Fashion brands and unions sign new Bangladesh accord on fire, building safety

Leading fashion brands have joined global trade unions in signing a new accord on fire and building safety in Bangladesh to redouble their efforts to improve clothing supply chains.

News Deskbdnews24.com
Published : 29 June 2017, 01:35 PM
Updated : 29 June 2017, 02:26 PM

IndustriALL Global Union and UNI Global Union, together with representatives from C&A and LC Waikiki, announced the new agreement in Paris on Thursday.

The accord expanded worker protections, aiming to ensure that factories give severance pay to employees when they shut or relocate for safety reasons.

The new agreement puts greater emphasis on the right of workers to organise and join a union, linking worker empowerment to workplace safety for the first time.

The latest agreement extends independent, expert building safety inspections for three more years for all covered factories. It also presents the possibility to expand the accord to sectors other than the garment industry.

The agreement has so far been signed by Kmart Australia, Target Australia, Primark, H&M, Inditex, C&A, Otto, KiK, Aldi South, Aldi North, Lidl, Tchibo, LC Waikiki and Helly Hansen.

A further eight brands, such as Esprit, Hüren, Bestseller, Wibra, Schmidt Group, N Brown Group, PVH, Specialty Fashion Group Australia have committed to signing it.

It means that more than 1,000 Bangladeshi garment factories supplying products to signatory brands will be covered under the new accord.

IndustriALL and UNI -- both based in Switzerland -- are signatories to the new accord, while four nongovernmental organisations including the Clean Clothes Campaign and the Worker Rights Consortium will be witness signatories.

The three-year agreement builds on the achievements of the first Bangladesh accord signed in May 2013 in response to the Rana Plaza building collapse that claimed the lives of more than 1,100 workers and injured 2,500 more.

It continues the first accord’s ground-breaking legally binding framework and commitment to transparency.

It also ensures that many more factories will be inspected and renovated, as signatory brands add suppliers.

The new agreement goes into effect after the Accord on Fire and Building Safety in Bangladesh, signed in 2013, expires in May 2018.

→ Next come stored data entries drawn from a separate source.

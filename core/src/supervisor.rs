//! Machine-wide ball count supervisor: reconciles the sum of every
//! device's observed count against the machine's known total ball count,
//! and classifies any delta as an expected arrival, an unexpected arrival,
//! or a loss.

use std::collections::HashMap;

use tracing::{info, warn};

use crate::registry::Registry;
use crate::DeviceName;

#[derive(Debug, Clone, Copy, PartialEq, Eq)]
pub enum Reconciliation {
    Balanced,
    /// Balls are accounted for by an in-flight eject chain's commitments.
    ExpectedArrival { delta: u32 },
    /// More balls observed machine-wide than the known total accounts for.
    UnexpectedArrival { delta: u32 },
    /// Fewer balls observed machine-wide than the known total; some balls
    /// are unaccounted for.
    Loss { delta: u32 },
}

/// Snapshot-based reconciler: takes per-device observed counts plus the
/// machine's configured ball count and classifies the difference. Carries
/// no state of its own between calls — the caller (the `Machine`) decides
/// what to do with the result.
pub struct BallCountSupervisor {
    pub total_balls: u32,
}

impl BallCountSupervisor {
    pub fn new(total_balls: u32) -> Self {
        Self { total_balls }
    }

    pub fn reconcile(&self, observed: &HashMap<DeviceName, u32>) -> Reconciliation {
        let sum: u32 = observed.values().sum();
        match sum.cmp(&self.total_balls) {
            std::cmp::Ordering::Equal => {
                info!(total = self.total_balls, "ball count balanced");
                Reconciliation::Balanced
            }
            std::cmp::Ordering::Greater => {
                let delta = sum - self.total_balls;
                warn!(delta, "more balls observed than configured total");
                Reconciliation::UnexpectedArrival { delta }
            }
            std::cmp::Ordering::Less => {
                let delta = self.total_balls - sum;
                warn!(delta, "fewer balls observed than configured total");
                Reconciliation::Loss { delta }
            }
        }
    }
}

/// Gathers every live device's physically observed ball count and
/// reconciles it against the machine's supervisor. Called from the
/// incoming/loss paths rather than only from this module's own tests.
/// Uses the hardware-observed count, not `available_balls` — the latter
/// includes virtual reservations for balls that haven't physically moved
/// yet, which would double-count against the device still holding them.
pub fn reconcile_now(registry: &Registry) -> Reconciliation {
    let observed: HashMap<DeviceName, u32> = registry
        .names()
        .filter_map(|name| registry.get(name).map(|handle| (name.clone(), handle.device.counter.count())))
        .collect();
    registry.supervisor().reconcile(&observed)
}

#[cfg(test)]
mod tests {
    use super::*;

    #[test]
    fn balanced_when_sum_matches_total() {
        let supervisor = BallCountSupervisor::new(3);
        let observed = HashMap::from([("trough".to_string(), 2), ("lock".to_string(), 1)]);
        assert_eq!(supervisor.reconcile(&observed), Reconciliation::Balanced);
    }

    #[test]
    fn detects_loss() {
        let supervisor = BallCountSupervisor::new(3);
        let observed = HashMap::from([("trough".to_string(), 2)]);
        assert_eq!(
            supervisor.reconcile(&observed),
            Reconciliation::Loss { delta: 1 }
        );
    }

    #[test]
    fn detects_unexpected_arrival() {
        let supervisor = BallCountSupervisor::new(3);
        let observed = HashMap::from([("trough".to_string(), 4)]);
        assert_eq!(
            supervisor.reconcile(&observed),
            Reconciliation::UnexpectedArrival { delta: 1 }
        );
    }
}
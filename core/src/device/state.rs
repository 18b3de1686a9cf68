//! The per-device state machine.

/// One device's lifecycle state. Transitions are realized by the async
/// driver loop in [`super::orchestrator::run_device`], never mutated
/// directly from outside the device's own task.
#[derive(Debug, Clone, Copy, PartialEq, Eq)]
pub enum DeviceState {
    /// Configuration rejected or graph validation failed; the device
    /// accepts no operations. Never reachable once `Machine::new` succeeds.
    Invalid,
    /// At rest: not expecting a ball, not ejecting.
    Idle,
    /// An upstream device has committed a ball to us and we are waiting
    /// for our counter to observe it (switch-counted devices).
    WaitingForBall,
    /// Same as `WaitingForBall` but for entrance-counted devices, which
    /// can only observe the beam break, not a settled switch count.
    WaitingForBallMechanical,
    /// An eject has been fired and we are waiting for confirmation.
    Ejecting,
    /// The ball has been confirmed to have physically left (counter
    /// dropped) but the target has not yet confirmed receipt.
    BallLeft,
    /// Confirmation did not arrive within the device's eject_timeout;
    /// deciding whether to retry or declare permanent failure.
    FailedConfirm,
    /// Every eject attempt has been exhausted; the device gives up on
    /// this specific eject request (max_eject_attempts).
    FailedEject,
    /// A ball that left has not reappeared anywhere within
    /// ball_missing_timeout; reported as a loss.
    MissingBalls,
    /// The device's ejector is judged non-functional (repeated permanent
    /// failures) and refuses further eject attempts until reset.
    EjectBroken,
}

impl DeviceState {
    pub fn is_terminal_failure(self) -> bool {
        matches!(self, DeviceState::EjectBroken)
    }
}
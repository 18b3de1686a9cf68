//! Path search over the static eject-target graph.
//!
//! The graph is the `eject_targets` lists of every configured device.
//! `Router` never mutates anything — it answers questions against a
//! snapshot of configuration, with live ball counts supplied by the caller
//! as a closure so this module stays free of any dependency on the running
//! device state.

use std::collections::HashSet;

use crate::config::DeviceConfig;
use crate::DeviceName;

pub struct Router<'a> {
    configs: &'a std::collections::HashMap<DeviceName, DeviceConfig>,
}

impl<'a> Router<'a> {
    pub fn new(configs: &'a std::collections::HashMap<DeviceName, DeviceConfig>) -> Self {
        Self { configs }
    }

    /// First path from `from` to `to` found by depth-first search of
    /// `eject_targets`, in declared order. The playfield is never traversed
    /// as an intermediate hop — it has no outgoing targets of its own.
    pub fn find_path_to_target(&self, from: &str, to: &str) -> Option<Vec<DeviceName>> {
        let mut visited = HashSet::new();
        self.dfs(from, to, &mut visited)
    }

    fn dfs(&self, current: &str, to: &str, visited: &mut HashSet<DeviceName>) -> Option<Vec<DeviceName>> {
        if current == to {
            return Some(vec![current.to_string()]);
        }
        if !visited.insert(current.to_string()) {
            return None;
        }
        let cfg = self.configs.get(current)?;
        if cfg.is_playfield {
            return None;
        }
        for target in &cfg.eject_targets {
            if let Some(mut rest) = self.dfs(target, to, visited) {
                let mut path = vec![current.to_string()];
                path.append(&mut rest);
                return Some(path);
            }
        }
        None
    }

    /// Nearest trough reachable from `from`, by shortest found path.
    /// Every drain device must have a path to some trough.
    pub fn find_next_trough(&self, from: &str) -> Option<DeviceName> {
        self.configs
            .values()
            .filter(|c| c.is_trough())
            .filter_map(|c| self.find_path_to_target(from, &c.name))
            .min_by_key(|path| path.len())
            .and_then(|path| path.last().cloned())
    }

    /// Search backward from `from` over the devices that can reach it,
    /// looking for one with an available ball right now. `available`
    /// reports the live `available_balls` count for a device name.
    /// Cycle-safe: a device is never visited twice.
    pub fn find_one_available_ball(
        &self,
        from: &str,
        available: &dyn Fn(&str) -> u32,
    ) -> Option<DeviceName> {
        let mut visited = HashSet::new();
        self.search_available(from, available, &mut visited)
    }

    fn search_available(
        &self,
        device: &str,
        available: &dyn Fn(&str) -> u32,
        visited: &mut HashSet<DeviceName>,
    ) -> Option<DeviceName> {
        if !visited.insert(device.to_string()) {
            return None;
        }
        if available(device) > 0 {
            return Some(device.to_string());
        }
        for (name, cfg) in self.configs.iter() {
            if visited.contains(name) {
                continue;
            }
            if cfg.eject_targets.iter().any(|t| t == device) {
                if let Some(found) = self.search_available(name, available, visited) {
                    return Some(found);
                }
            }
        }
        None
    }
}

#[cfg(test)]
mod tests {
    use super::*;
    use crate::config::{ConfirmEjectType, DeviceConfig};
    use std::collections::HashMap;

    fn device(name: &str, targets: &[&str]) -> DeviceConfig {
        DeviceConfig {
            name: name.to_string(),
            tags: if name == "trough" { vec!["trough".into()] } else { vec![] },
            is_playfield: false,
            ball_capacity: 4,
            ball_switches: vec!["s".into()],
            entrance_count_delay_ms: 10,
            exit_count_delay_ms: 10,
            eject_targets: targets.iter().map(|t| t.to_string()).collect(),
            eject_timeouts_ms: targets.iter().map(|t| (t.to_string(), 3000)).collect(),
            ball_missing_timeouts_ms: targets.iter().map(|t| (t.to_string(), 20_000)).collect(),
            max_eject_attempts: 3,
            confirm_eject_type: ConfirmEjectType::Target,
            confirm_eject_switch: None,
            confirm_eject_event: None,
            jam_switch: None,
            eject_coil: Some("coil".into()),
            hold_coil: None,
            mechanical_eject: false,
            player_controlled_eject_event: None,
            captures_from: None,
            target_on_unexpected_ball: None,
            ball_missing_target: None,
            auto_fire_on_unexpected_ball: true,
            ball_search_order: 0,
        }
    }

    fn sample_graph() -> HashMap<DeviceName, DeviceConfig> {
        let mut configs = HashMap::new();
        configs.insert("trough".to_string(), device("trough", &["plunger"]));
        configs.insert("plunger".to_string(), device("plunger", &["playfield"]));
        configs.insert("lock".to_string(), device("lock", &["plunger"]));
        configs.insert("playfield".to_string(), DeviceConfig::playfield("playfield"));
        configs
    }

    #[test]
    fn finds_direct_path() {
        let configs = sample_graph();
        let router = Router::new(&configs);
        assert_eq!(
            router.find_path_to_target("trough", "playfield"),
            Some(vec!["trough".into(), "plunger".into(), "playfield".into()])
        );
    }

    #[test]
    fn no_path_returns_none() {
        let configs = sample_graph();
        let router = Router::new(&configs);
        assert_eq!(router.find_path_to_target("playfield", "trough"), None);
    }

    #[test]
    fn finds_next_trough_from_lock() {
        let mut configs = sample_graph();
        // give lock a direct path to the trough, alongside its plunger path
        configs.get_mut("lock").unwrap().eject_targets.insert(0, "trough".to_string());
        let router = Router::new(&configs);
        assert_eq!(router.find_next_trough("lock"), Some("trough".to_string()));
    }

    #[test]
    fn find_one_available_ball_walks_backward_through_sources() {
        let configs = sample_graph();
        let router = Router::new(&configs);
        let available = |name: &str| if name == "lock" { 1 } else { 0 };
        assert_eq!(
            router.find_one_available_ball("plunger", &available),
            Some("lock".to_string())
        );
    }

    #[test]
    fn find_one_available_ball_is_cycle_safe() {
        let mut configs = sample_graph();
        // introduce a cycle: plunger also points back to trough
        configs.get_mut("plunger").unwrap().eject_targets.push("trough".to_string());
        let router = Router::new(&configs);
        let available = |_: &str| 0;
        assert_eq!(router.find_one_available_ball("playfield", &available), None);
    }
}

“The accord is, at present, the only credible option for health and safety in Bangladesh garment factories. It shows that industrial relations can be used to save lives and improve global supply chains,” said Valter Sanches, general secretary of IndustriALL.

Under the first accord, engineers carried out fire, electrical, and structural safety inspections at more than 1,800 factories, identifying 118,500 hazards. Seventy-nine percent of workplace dangers identified in the accord’s original round of inspections have been remediated.

Christy Hoffman, deputy general secretary of UNI Global Union, said: “Many said that change was not possible. We’ve proven them wrong.”

“Our aim is to create a global economy which respects the lives and dignity of all workers, and the accord is a big step along that path. The 2018 accord will continue the forward motion.”

Since the Rana Plaza tragedy, Bangladesh’s garment industry has grown—$6.6 billion in annual revenue—and so has the accord’s importance.

“I am glad that we have reached agreement to extend the accord,” said Amirul Amin of the National Garment Workers Federation, a Bangladeshi affiliate of IndustriALL.

“The IndustriALL Bangladesh Council of trade unions has zero tolerance of unsafe workplaces that threaten workers’ lives.”